Every view shares the same window frame: a central work area surrounded by panels. The visibility and size of each panel are remembered independently for each view.

Header (top panel)

The header runs along the top of the window and is common to all views. From left to right it contains:

The global menu bar
File · Edit · Selection · Image · Styles · Run · Display · Ateliers · Help. This menu bar is the backbone of the interface: it gathers application-wide commands, image operations, view switching and help.

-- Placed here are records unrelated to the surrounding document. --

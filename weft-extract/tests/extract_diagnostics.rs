//! End-to-end extraction runs against scratch projects on disk.

use std::path::Path;

use serde_json::json;
use weft_core::config::Config;
use weft_core::diagnostic::DiagnosticCode;
use weft_core::manifest::{ManifestLoad, ToolManifest, load_json, tool_manifest_path};
use weft_extract::{ExtractOptions, extract_tools};

fn base_config() -> Config {
    let mut config = Config::adhoc(vec!["tools/**/*.ts".to_string()]);
    config.name = "test".to_string();
    config.version = "0.0.0".to_string();
    config
}

async fn write_tool_source(root: &Path, name: &str, source: &str) {
    let dir = root.join("tools");
    tokio::fs::create_dir_all(&dir).await.unwrap();
    tokio::fs::write(dir.join(name), source).await.unwrap();
}

fn strict() -> ExtractOptions {
    ExtractOptions { strict: true }
}

#[tokio::test]
async fn warns_when_tool_omits_resource_uri() {
    let dir = tempfile::tempdir().unwrap();
    write_tool_source(
        dir.path(),
        "weather.ts",
        r#"
        export class WeatherTool {
            @tool({ id: "weather.getForecast", inputSchema: { type: "object", properties: {} } })
            run(input: { city: string }) {
                return { city: input.city };
            }
        }
        "#,
    )
    .await;

    let result = extract_tools(&base_config(), dir.path(), strict())
        .await
        .unwrap();

    assert!(!result.success);
    assert!(result.diagnostics.iter().any(|d| {
        d.code == DiagnosticCode::ResourceUriMissing && d.severity.is_warning()
    }));
    assert_eq!(result.manifest.tools.len(), 1);
}

#[tokio::test]
async fn fails_on_duplicate_tool_ids_and_keeps_first() {
    let dir = tempfile::tempdir().unwrap();
    write_tool_source(
        dir.path(),
        "dupe.ts",
        r#"
        export class First {
            @tool({ id: "dup.tool", inputSchema: { type: "object", properties: {} }, resourceUri: "ui://demo/one" })
            run() { return { ok: true }; }
        }

        export class Second {
            @tool({ id: "dup.tool", inputSchema: { type: "object", properties: {} }, resourceUri: "ui://demo/two" })
            run() { return { ok: true }; }
        }
        "#,
    )
    .await;

    let result = extract_tools(&base_config(), dir.path(), strict())
        .await
        .unwrap();

    assert!(!result.success);
    let duplicates: Vec<_> = result
        .diagnostics
        .iter()
        .filter(|d| d.code == DiagnosticCode::ToolIdDuplicate)
        .collect();
    assert_eq!(duplicates.len(), 1);
    assert_eq!(result.manifest.tools.len(), 1);
    assert_eq!(
        result.manifest.tools[0].resource_uri.as_deref(),
        Some("ui://demo/one")
    );
}

#[tokio::test]
async fn rejects_invalid_resource_uri() {
    let dir = tempfile::tempdir().unwrap();
    write_tool_source(
        dir.path(),
        "bad.ts",
        r#"
        export class Bad {
            @tool({ id: "bad.tool", inputSchema: {}, resourceUri: "ui://bad uri" })
            run() { return {}; }
        }
        "#,
    )
    .await;

    let result = extract_tools(&base_config(), dir.path(), strict())
        .await
        .unwrap();

    assert!(result.diagnostics.iter().any(|d| {
        d.code == DiagnosticCode::ResourceUriInvalid && d.severity.is_error()
    }));
}

#[tokio::test]
async fn infers_input_schema_from_parameter_type() {
    let dir = tempfile::tempdir().unwrap();
    write_tool_source(
        dir.path(),
        "typed.ts",
        r#"
        interface ForecastInput {
            location: string;
            days?: number;
        }

        export class WeatherTool {
            @tool({ id: "weather.getForecast", resourceUri: "ui://weather/forecast" })
            async getForecast(input: ForecastInput): Promise<{ summary: string }> {
                return { summary: "sunny" };
            }
        }
        "#,
    )
    .await;

    let result = extract_tools(&base_config(), dir.path(), strict())
        .await
        .unwrap();

    let tool = &result.manifest.tools[0];
    assert_eq!(
        tool.input_schema,
        json!({
            "type": "object",
            "properties": {
                "location": {"type": "string"},
                "days": {"type": "number"}
            },
            "required": ["location"]
        })
    );
    assert_eq!(
        tool.output_schema,
        Some(json!({
            "type": "object",
            "properties": {"summary": {"type": "string"}},
            "required": ["summary"]
        }))
    );
}

#[tokio::test]
async fn missing_schema_records_tool_with_empty_object() {
    let dir = tempfile::tempdir().unwrap();
    write_tool_source(
        dir.path(),
        "untyped.ts",
        r#"
        export class T {
            @tool({ id: "untyped.tool", resourceUri: "ui://demo/untyped" })
            run(input) { return input; }
        }
        "#,
    )
    .await;

    let result = extract_tools(&base_config(), dir.path(), strict())
        .await
        .unwrap();

    let codes: Vec<_> = result.diagnostics.iter().map(|d| d.code).collect();
    assert!(codes.contains(&DiagnosticCode::SchemaInferMissingType));
    assert!(codes.contains(&DiagnosticCode::ToolSchemaMissing));
    // Still recorded, with an empty schema, to keep the manifest valid.
    assert_eq!(result.manifest.tools.len(), 1);
    assert_eq!(result.manifest.tools[0].input_schema, json!({}));
}

#[tokio::test]
async fn ui_component_resolves_uri_from_tool() {
    let dir = tempfile::tempdir().unwrap();
    write_tool_source(
        dir.path(),
        "both.ts",
        r#"
        export class WeatherTool {
            @tool({ id: "weather.getForecast", inputSchema: {}, resourceUri: "ui://weather/forecast" })
            run() { return {}; }
        }

        @uiComponent("weather.getForecast")
        export class ForecastView {}
        "#,
    )
    .await;

    let result = extract_tools(&base_config(), dir.path(), strict())
        .await
        .unwrap();

    assert_eq!(result.manifest.ui_components.len(), 1);
    assert_eq!(
        result.manifest.ui_components[0].resource_uri,
        "ui://weather/forecast"
    );
}

#[tokio::test]
async fn unresolvable_ui_component_is_an_error() {
    let dir = tempfile::tempdir().unwrap();
    write_tool_source(
        dir.path(),
        "orphan.ts",
        r#"
        @uiComponent("nowhere.tool")
        export class OrphanView {}
        "#,
    )
    .await;

    let result = extract_tools(&base_config(), dir.path(), strict())
        .await
        .unwrap();

    assert!(result
        .diagnostics
        .iter()
        .any(|d| d.code == DiagnosticCode::ResourceUriUnresolved && d.severity.is_error()));
}

#[tokio::test]
async fn extraction_is_idempotent() {
    let dir = tempfile::tempdir().unwrap();
    write_tool_source(
        dir.path(),
        "stable.ts",
        r#"
        export class Stable {
            @tool({ id: "stable.tool", inputSchema: {}, resourceUri: "ui://demo/stable" })
            run(input: { q: string }) { return input; }
        }
        "#,
    )
    .await;

    let config = base_config();
    let first = extract_tools(&config, dir.path(), strict()).await.unwrap();
    let second = extract_tools(&config, dir.path(), strict()).await.unwrap();

    assert_eq!(first.manifest.tools, second.manifest.tools);
    assert_eq!(first.manifest.ui_components, second.manifest.ui_components);
}

#[tokio::test]
async fn manifest_persisted_to_out_dir() {
    let dir = tempfile::tempdir().unwrap();
    write_tool_source(
        dir.path(),
        "persist.ts",
        r#"
        export class P {
            @tool({ id: "persist.tool", inputSchema: {}, resourceUri: "ui://demo/persist" })
            run() { return {}; }
        }
        "#,
    )
    .await;

    let config = base_config();
    extract_tools(&config, dir.path(), ExtractOptions::default())
        .await
        .unwrap();

    let path = tool_manifest_path(&config.out_dir_in(dir.path()));
    match load_json::<ToolManifest>(&path).await {
        ManifestLoad::Loaded(manifest) => {
            assert_eq!(manifest.generated_by, "weft-extract");
            assert_eq!(manifest.tools.len(), 1);
        }
        other => panic!("expected persisted manifest, got {other:?}"),
    }
}

#[tokio::test]
async fn explicit_missing_types_config_is_reported() {
    let dir = tempfile::tempdir().unwrap();
    write_tool_source(
        dir.path(),
        "plain.ts",
        r#"
        export class P {
            @tool({ id: "plain.tool", inputSchema: {}, resourceUri: "ui://demo/plain" })
            run() { return {}; }
        }
        "#,
    )
    .await;

    let mut config = base_config();
    config.types_config = "custom.tsconfig.json".to_string();

    let result = extract_tools(&config, dir.path(), ExtractOptions::default())
        .await
        .unwrap();

    assert!(!result.success);
    assert!(result
        .diagnostics
        .iter()
        .any(|d| d.code == DiagnosticCode::TypeConfigMissing));
    // Reduced capability, not an abort: the manifest still exists.
    assert_eq!(result.manifest.tools.len(), 1);
}

#[tokio::test]
async fn types_config_include_extends_type_program() {
    let dir = tempfile::tempdir().unwrap();
    let shared = dir.path().join("shared");
    tokio::fs::create_dir_all(&shared).await.unwrap();
    tokio::fs::write(
        shared.join("types.ts"),
        "export interface SharedInput { q: string; }",
    )
    .await
    .unwrap();
    tokio::fs::write(
        dir.path().join("tsconfig.json"),
        r#"{"include": ["shared/**/*.ts"]}"#,
    )
    .await
    .unwrap();
    write_tool_source(
        dir.path(),
        "uses_shared.ts",
        r#"
        export class S {
            @tool({ id: "shared.tool", resourceUri: "ui://demo/shared" })
            run(input: SharedInput) { return input; }
        }
        "#,
    )
    .await;

    let result = extract_tools(&base_config(), dir.path(), strict())
        .await
        .unwrap();

    let tool = &result.manifest.tools[0];
    assert_eq!(
        tool.input_schema,
        json!({
            "type": "object",
            "properties": {"q": {"type": "string"}},
            "required": ["q"]
        })
    );
}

Each menu has a keyboard mnemonic — press Alt to underline the mnemonic letters, then press one to open that menu, and navigate the open menus with the arrow keys.
Search actions… button
Opens the global action search (default Ctrl+P), from which any action can be found and triggered by name, whether or not it has a shortcut.
Message area
On the right, a text area where some modules display hints and status messages.
Window buttons
A Go back to lighttable button (home icon), plus the minimize and close buttons for the window.

The header can be shown and hidden with Ctrl+Shift+T.

Second top row

Directly below the header, the lighttable shows a single toolbar that combines the collection filters (rating, color label, edited status, text search, restrict to selection) on one side and the display options (columns, zoom, overlays) on the other. Other views leave this row empty.

Left panel

Shown and hidden with Ctrl+Shift+L. It hosts the view’s toolboxes:

  • In lighttable: the Library collection builder and import/export tools.
  • In darkroom: peripheral tools about the picture being edited — navigation, snapshots, color pickers, image information, mask manager, etc.

Right panel

Shown and hidden with Ctrl+Shift+R. Used only in the darkroom (and map/print), where it holds the image-processing modules and the scopes. The lighttable has no right panel.

Bottom panel (filmstrip)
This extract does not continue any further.